Evans-Pritchard’s influence is made evident in his introduction to †Peristiany’s monograph on the social institutions of the Kipsigis in which he makes two points: firstly ‘that the Kipsigis have a political system’, and secondly ‘that the †age-set system of the Kipsigis has a very political importance’ (Evans-Pritchard 1939:xxiii, xxxi). In the following years these two aspects of East African societies were prominent in anthropological research, especially in Kenya and Tanzania where most societies were based on stateless and decentralized systems. This kind of social organization had been mapped out by †Meyer Fortes and Evans-Pritchard, the editors of African Political Systems (1940): out of the eight essays, five were related to African kingdoms, three to stateless and segmentary societies.
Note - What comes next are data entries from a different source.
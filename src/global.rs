//! Process-wide "current logger".
//!
//! Code that has no logger handed to it can log through here. Until
//! [`set_logger`] is called every [`log`] reports `false`.

use crate::domain::{LogCategory, LogPriority};
use crate::logger::Logger;
use parking_lot::RwLock;
use serde::Serialize;
use std::sync::Arc;

static CURRENT: RwLock<Option<Arc<Logger>>> = RwLock::new(None);

/// Installs `logger` as the current logger, returning the previous one.
pub fn set_logger(logger: Arc<Logger>) -> Option<Arc<Logger>> {
    CURRENT.write().replace(logger)
}

/// Removes the current logger, returning it.
pub fn clear() -> Option<Arc<Logger>> {
    CURRENT.write().take()
}

pub fn current() -> Option<Arc<Logger>> {
    CURRENT.read().clone()
}

/// Logs through the current logger; `false` when none is installed.
pub fn log<M>(message: &M, category: LogCategory, priority: LogPriority, tag: Option<&str>) -> bool
where
    M: Serialize + ?Sized,
{
    // Release the lock before delivering so a sink may call back in here
    let Some(logger) = current() else {
        return false;
    };
    logger.log(message, category, priority, tag)
}
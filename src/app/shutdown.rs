use tokio::signal;
use tracing::{info, warn};

/// Wait for SIGTERM or SIGINT (Ctrl+C).
pub async fn shutdown_signal() {
    let ctrl_c = async {
        if let Err(e) = signal::ctrl_c().await {
            warn!("Failed to install Ctrl+C handler: {}", e);
            std::future::pending::<()>().await;
        }
    };

    #[cfg(unix)]
    let terminate = async {
        match signal::unix::signal(signal::unix::SignalKind::terminate()) {
            Ok(mut signal) => {
                signal.recv().await;
            }
            Err(e) => {
                warn!("Failed to install SIGTERM handler: {}", e);
                std::future::pending::<()>().await;
            }
        }
    };

    #[cfg(not(unix))]
    let terminate = std::future::pending::<()>();

    tokio::select! {
        () = ctrl_c => info!("Received SIGINT, shutting down"),
        () = terminate => info!("Received SIGTERM, shutting down"),
    }
}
East Africa was represented by the kingdom of Ankole in Uganda (Oberge in Fortes and Evans-Pritchard 1940) and by the stateless society of the Logoli, one group of the then so-called Bantu Kavirondo, now called Luyia (Wagner in Fortes and Evans-Pritchard 1940). The Ankole were one link in the chain of the Great Lakes kingdoms of Buganda, Rwanda and Burundi. The efficient bureaucracy of these kingdoms, and the majesty of their kings, had provoked such great admiration among early European observers that they became seen in an idealized way—‘fetishized’ according to one modern commentator (Chrétien 1985:1,368)-as heirs of a mythical empire believed by the Europeans to have been founded by the Bacwezi, supposedly a superior race of ‘whitish’ immigrants. This historical invention was readily endorsed by the standard handbooks of East African history.